玉狛に居る近界民について随分と思い悩んでいるんだろうなあ、という事が伺えるその目元を親指で撫でてやる。一度深く呼吸をしてから、瞼の裏に住み着いている世界で一番愛しい子を思い浮かべて口元に笑みを浮かべた。


「私にはねえ、妹が居るんだよ。それはもう、目に入れても痛くない!ってくらい可愛いの。こーんなちっちゃくてね、異国の血が強く出てる私とは違って綺麗な黒髪で、おめめもくりくりしててね、ほんと、お人形さんみたいで…鈴を転がしたような声で"ねえね"って私を呼ぶの。

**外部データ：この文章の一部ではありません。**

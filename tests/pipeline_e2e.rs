//! End-to-end pipeline tests.
//!
//! Wires Packet Capture, the CSV Batcher, and the Uploader together exactly
//! as `main.rs` does, skipping only the Interface Manager / Channel Sweeper
//! (they shell out to real wireless tooling and have no place in a test
//! process). An in-memory `FrameSource` fixture stands in for a live
//! capture backend.

use std::collections::VecDeque;
use std::path::PathBuf;
use std::time::Duration;

use async_trait::async_trait;
use cursed_remoteid::capture::{run_packet_capture, FrameSource, OpenDroneIdFields, ParsedFrame, SourceFrame};
use cursed_remoteid::{batcher, uploader};
use cursed_remoteid::signals::Signal;
use tokio::sync::mpsc;

struct FixtureSource {
    frames: VecDeque<ParsedFrame>,
}

#[async_trait]
impl FrameSource for FixtureSource {
    async fn next_frame(&mut self) -> Option<ParsedFrame> {
        self.frames.pop_front()
    }
}

fn valid_frame(channel: &str) -> ParsedFrame {
    ParsedFrame {
        source: SourceFrame::WiFi {
            sa_resolved: "aa:bb:cc:dd:ee:ff".to_string(),
        },
        epoch_time: chrono::Utc::now().timestamp() as f64,
        opendroneid: Some(OpenDroneIdFields {
            basicid_id_asc: Some("TEST-DRONE-1".to_string()),
            loc_timestamp: Some(0),
            loc_direction: Some(90.0),
            loc_speed: Some(12.0),
            loc_vspeed: Some(0.0),
            loc_lat: Some(37.0),
            loc_lon: Some(-122.0),
            loc_geoalt: Some(150),
            loc_vaccuracy: Some(1),
            loc_speedaccuracy: Some(1),
            loc_haccuracy: Some(1),
            loc_pressalt: Some(150),
            loc_baroaccuracy: Some(1),
            loc_height: Some(50),
            loc_flag_heighttype: Some(0),
        }),
        channel_hint: Some(channel.to_string()),
    }
}

fn malformed_frame() -> ParsedFrame {
    let mut frame = valid_frame("6");
    frame.opendroneid = None;
    frame
}

fn fake_s3_client() -> aws_sdk_s3::Client {
    aws_sdk_s3::Client::from_conf(
        aws_sdk_s3::config::Builder::new()
            .behavior_version(aws_sdk_s3::config::BehaviorVersion::latest())
            .region(aws_sdk_s3::config::Region::new("us-east-1"))
            .credentials_provider(aws_sdk_s3::config::Credentials::new(
                "test", "test", None, None, "test",
            ))
            .build(),
    )
}

/// Happy path: a handful of valid frames flow from capture through the
/// batcher into a finished CSV window, ready for upload.
#[tokio::test]
async fn happy_path_produces_an_uploadable_window() {
    let tmp = tempfile::tempdir().unwrap();
    let frames: VecDeque<ParsedFrame> = (0..5).map(|_| valid_frame("6")).collect();
    let source = Box::new(FixtureSource { frames });

    let (record_tx, record_rx) = mpsc::channel(100);
    let (hit_tx, _hit_rx) = mpsc::channel(100);
    let (upload_tx, mut upload_rx) = mpsc::channel(10);

    let sleep = Signal::new();
    let sigint = Signal::new();
    let csv_writer_exit = Signal::new();

    let capture = tokio::spawn(run_packet_capture(
        source,
        record_tx,
        hit_tx,
        sigint.clone(),
        sleep.clone(),
        Duration::from_millis(100),
    ));

    let batcher_config = batcher::BatcherConfig {
        max_packets_per_window: 100,
        max_window_duration: Duration::from_secs(300),
        queue_starvation_timeout: Duration::from_secs(5),
        upload_queue_send_timeout: Duration::from_secs(1),
    };
    let batch = tokio::spawn(batcher::run_csv_batcher(
        record_rx,
        upload_tx,
        sleep.clone(),
        sigint,
        csv_writer_exit.clone(),
        batcher_config,
        tmp.path().to_path_buf(),
    ));

    let outcome = tokio::time::timeout(Duration::from_secs(2), capture)
        .await
        .unwrap()
        .unwrap();
    assert_eq!(outcome.total_packet_count, 5);

    tokio::time::timeout(Duration::from_secs(2), batch)
        .await
        .unwrap()
        .unwrap();

    let window = upload_rx.recv().await.flatten().expect("a finished window");
    assert!(window.exists());
    let contents = std::fs::read_to_string(&window).unwrap();
    assert_eq!(contents.lines().count(), 6); // header + 5 records
}

/// A malformed frame is dropped by Packet Capture and never reaches a CSV
/// window; only the valid frames around it survive.
#[tokio::test]
async fn bad_row_is_skipped_without_stopping_the_pipeline() {
    let tmp = tempfile::tempdir().unwrap();
    let frames = VecDeque::from([valid_frame("6"), malformed_frame(), valid_frame("6")]);
    let source = Box::new(FixtureSource { frames });

    let (record_tx, record_rx) = mpsc::channel(100);
    let (hit_tx, _hit_rx) = mpsc::channel(100);
    let (upload_tx, mut upload_rx) = mpsc::channel(10);

    let sleep = Signal::new();
    let sigint = Signal::new();
    let csv_writer_exit = Signal::new();

    let capture = tokio::spawn(run_packet_capture(
        source,
        record_tx,
        hit_tx,
        sigint.clone(),
        sleep.clone(),
        Duration::from_millis(100),
    ));

    let batcher_config = batcher::BatcherConfig {
        max_packets_per_window: 100,
        max_window_duration: Duration::from_secs(300),
        queue_starvation_timeout: Duration::from_secs(5),
        upload_queue_send_timeout: Duration::from_secs(1),
    };
    let batch = tokio::spawn(batcher::run_csv_batcher(
        record_rx,
        upload_tx,
        sleep,
        sigint,
        csv_writer_exit,
        batcher_config,
        tmp.path().to_path_buf(),
    ));

    let outcome = tokio::time::timeout(Duration::from_secs(2), capture)
        .await
        .unwrap()
        .unwrap();
    assert_eq!(outcome.total_packet_count, 3);

    tokio::time::timeout(Duration::from_secs(2), batch)
        .await
        .unwrap()
        .unwrap();

    let window = upload_rx.recv().await.flatten().expect("a finished window");
    let contents = std::fs::read_to_string(&window).unwrap();
    assert_eq!(contents.lines().count(), 3); // header + 2 valid records
}

/// A window rolls over on the time boundary rather than the packet-count
/// boundary when records keep trickling in slower than the count limit
/// would ever be reached.
#[tokio::test]
async fn window_rolls_over_on_time_with_steady_trickle() {
    let tmp = tempfile::tempdir().unwrap();
    let (record_tx, record_rx) = mpsc::channel(10);
    let (upload_tx, mut upload_rx) = mpsc::channel(10);

    let sleep = Signal::new();
    let sigint = Signal::new();
    let csv_writer_exit = Signal::new();

    let batcher_config = batcher::BatcherConfig {
        max_packets_per_window: 1000,
        max_window_duration: Duration::from_millis(60),
        queue_starvation_timeout: Duration::from_secs(5),
        upload_queue_send_timeout: Duration::from_secs(1),
    };
    let batch = tokio::spawn(batcher::run_csv_batcher(
        record_rx,
        upload_tx,
        sleep.clone(),
        sigint,
        csv_writer_exit.clone(),
        batcher_config,
        tmp.path().to_path_buf(),
    ));

    let feeder = tokio::spawn(async move {
        for _ in 0..20 {
            let frame = valid_frame("6");
            let now = chrono::Utc::now().timestamp() as f64;
            let record = cursed_remoteid::Record::from_frame(&frame, now).unwrap();
            if record_tx.send(Some(record)).await.is_err() {
                break;
            }
            tokio::time::sleep(Duration::from_millis(10)).await;
        }
        sleep.set();
    });

    let window = tokio::time::timeout(Duration::from_secs(2), upload_rx.recv())
        .await
        .unwrap()
        .flatten()
        .expect("a window should roll over on the time boundary");
    assert!(window.exists());
    let packet_count = std::fs::read_to_string(&window).unwrap().lines().count() - 1;
    assert!(packet_count < 1000, "window rolled by time, not by packet count");

    let _ = tokio::time::timeout(Duration::from_secs(2), feeder).await;
    let _ = tokio::time::timeout(Duration::from_secs(2), batch).await;
    assert!(csv_writer_exit.is_set());
}

/// Once the batcher has exited, the uploader drains whatever is left in the
/// queue and stops promptly rather than blocking forever on an empty,
/// producer-closed channel.
#[tokio::test]
async fn uploader_drains_after_batcher_exit_without_blocking() {
    let missing: PathBuf = PathBuf::from("/nonexistent/never-uploads.csv");

    let (upload_tx, upload_rx) = mpsc::channel(10);
    let csv_writer_exit = Signal::new();
    csv_writer_exit.set();

    upload_tx.send(Some(missing.clone())).await.unwrap();
    upload_tx.send(None).await.unwrap();
    drop(upload_tx);

    tokio::time::timeout(
        Duration::from_secs(2),
        uploader::run_uploader(
            upload_rx,
            Box::new(fake_s3_client()),
            "test-bucket".to_string(),
            5,
            csv_writer_exit,
        ),
    )
    .await
    .expect("uploader should drain and stop promptly once the batcher has exited")
    .unwrap();
}

/// Spec scenario #3: when the record queue is at capacity, Packet Capture
/// drops (rather than blocks on) excess frames and tallies them as skipped
/// instead of crashing or backing up forever.
#[tokio::test]
async fn backpressure_drops_excess_frames_without_crashing() {
    const QUEUE_DEPTH: usize = 1000;
    const FRAME_COUNT: usize = 2000;

    let frames: VecDeque<ParsedFrame> = (0..FRAME_COUNT).map(|_| valid_frame("6")).collect();
    let source = Box::new(FixtureSource { frames });

    let (record_tx, mut record_rx) = mpsc::channel(QUEUE_DEPTH);
    let (hit_tx, _hit_rx) = mpsc::channel(100);

    let capture = tokio::spawn(run_packet_capture(
        source,
        record_tx,
        hit_tx,
        Signal::new(),
        Signal::new(),
        Duration::from_millis(200),
    ));

    // Nothing drains the queue until the whole burst has been offered, so
    // capacity genuinely fills and the excess is dropped rather than
    // consumed as fast as it arrives; the loop's final sentinel send still
    // needs somewhere to land, which this drain provides once capture
    // yields to it.
    let drain = tokio::spawn(async move { while record_rx.recv().await.is_some() {} });

    let outcome = tokio::time::timeout(Duration::from_secs(5), capture)
        .await
        .expect("capture should not hang under backpressure")
        .unwrap();

    assert_eq!(outcome.total_packet_count, FRAME_COUNT as u64);
    assert!(
        outcome.skipped_packet_count >= (FRAME_COUNT - QUEUE_DEPTH) as u64,
        "expected at least {} frames dropped, got {}",
        FRAME_COUNT - QUEUE_DEPTH,
        outcome.skipped_packet_count
    );

    let _ = tokio::time::timeout(Duration::from_secs(2), drain).await;
}

/// Spec scenario #6: raising `sigint` while a window is open deletes the
/// partial CSV file and never enqueues it for upload, rather than shipping
/// a truncated window.
#[tokio::test]
async fn sigint_mid_window_deletes_partial_file_without_enqueuing() {
    let tmp = tempfile::tempdir().unwrap();
    let (record_tx, record_rx) = mpsc::channel(10);
    let (upload_tx, mut upload_rx) = mpsc::channel(10);

    let sleep = Signal::new();
    let sigint = Signal::new();
    let csv_writer_exit = Signal::new();

    let config = batcher::BatcherConfig {
        max_packets_per_window: 1000,
        max_window_duration: Duration::from_secs(300),
        queue_starvation_timeout: Duration::from_millis(100),
        upload_queue_send_timeout: Duration::from_secs(1),
    };

    let batch = tokio::spawn(batcher::run_csv_batcher(
        record_rx,
        upload_tx,
        sleep,
        sigint.clone(),
        csv_writer_exit.clone(),
        config,
        tmp.path().to_path_buf(),
    ));

    let frame = valid_frame("6");
    let now = chrono::Utc::now().timestamp() as f64;
    let record = cursed_remoteid::Record::from_frame(&frame, now).unwrap();
    record_tx.send(Some(record)).await.unwrap();

    // Give the batcher time to write the record into the open window, then
    // raise sigint well inside the starvation window so the next loop
    // iteration observes it rather than rolling the window over normally.
    tokio::time::sleep(Duration::from_millis(20)).await;
    sigint.set();

    tokio::time::timeout(Duration::from_secs(2), batch)
        .await
        .expect("batcher should exit promptly on sigint")
        .unwrap();
    assert!(csv_writer_exit.is_set());

    let sentinel = tokio::time::timeout(Duration::from_millis(500), upload_rx.recv())
        .await
        .expect("upload queue should receive the termination sentinel");
    assert_eq!(sentinel, Some(None), "partial window must never be enqueued for upload");

    let leftover_csvs = std::fs::read_dir(tmp.path())
        .unwrap()
        .filter_map(Result::ok)
        .filter(|entry| entry.path().extension().and_then(|e| e.to_str()) == Some("csv"))
        .count();
    assert_eq!(leftover_csvs, 0, "partial window file must be deleted from disk");
}

struct AlwaysFailingStore;

#[async_trait]
impl uploader::ObjectStore for AlwaysFailingStore {
    async fn put(&self, path: &std::path::Path, _bucket: &str) -> Result<(), cursed_remoteid::UploadError> {
        Err(cursed_remoteid::UploadError::FileMissing(path.to_path_buf()))
    }
}

/// Spec scenario #5: once the uploader's error budget is exhausted, the
/// whole pipeline treats it as fatal rather than continuing to retry
/// forever against an unreachable or misconfigured bucket.
#[tokio::test]
async fn upload_failure_budget_ends_the_pipeline_fatally() {
    let tmp = tempfile::tempdir().unwrap();
    let frames: VecDeque<ParsedFrame> = (0..3).map(|_| valid_frame("6")).collect();
    let source = Box::new(FixtureSource { frames });

    let (record_tx, record_rx) = mpsc::channel(100);
    let (hit_tx, _hit_rx) = mpsc::channel(100);
    let (upload_tx, upload_rx) = mpsc::channel(10);

    let sleep = Signal::new();
    let sigint = Signal::new();
    let csv_writer_exit = Signal::new();

    let capture = tokio::spawn(run_packet_capture(
        source,
        record_tx,
        hit_tx,
        sigint.clone(),
        sleep.clone(),
        Duration::from_millis(100),
    ));

    let batcher_config = batcher::BatcherConfig {
        max_packets_per_window: 1,
        max_window_duration: Duration::from_secs(300),
        queue_starvation_timeout: Duration::from_secs(5),
        upload_queue_send_timeout: Duration::from_secs(1),
    };
    let batch = tokio::spawn(batcher::run_csv_batcher(
        record_rx,
        upload_tx,
        sleep,
        sigint,
        csv_writer_exit.clone(),
        batcher_config,
        tmp.path().to_path_buf(),
    ));

    let result = tokio::time::timeout(
        Duration::from_secs(5),
        uploader::run_uploader(
            upload_rx,
            Box::new(AlwaysFailingStore),
            "test-bucket".to_string(),
            2,
            csv_writer_exit,
        ),
    )
    .await
    .expect("uploader should not hang");

    assert!(matches!(
        result,
        Err(cursed_remoteid::UploadError::ErrorBudgetExceeded { count: 2 })
    ));

    tokio::time::timeout(Duration::from_secs(2), capture).await.unwrap().unwrap();
    tokio::time::timeout(Duration::from_secs(2), batch).await.unwrap().unwrap();
}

どう、とっても可愛いでしょ?」
「…みょうじさんが何を言いたいのかが分からない。」
「ふふ、そうだね。あのね、その子、ね。私の、妹。私の、大事な大事な可愛い子、…殺されちゃった。」
「……は、」
「一応、死因は病死ってことになってるんだけど……あ、結構長いお話になっちゃうけど大丈夫?」


黙って頷いた三輪君の頭をよしよしと撫で付けてから話を続けるんだけど、なんとなく三輪君の方は見れなくて、身体を正面に向けた。……これから話すのは、私の一番内側の脆くて、柔らかい部分の話だ。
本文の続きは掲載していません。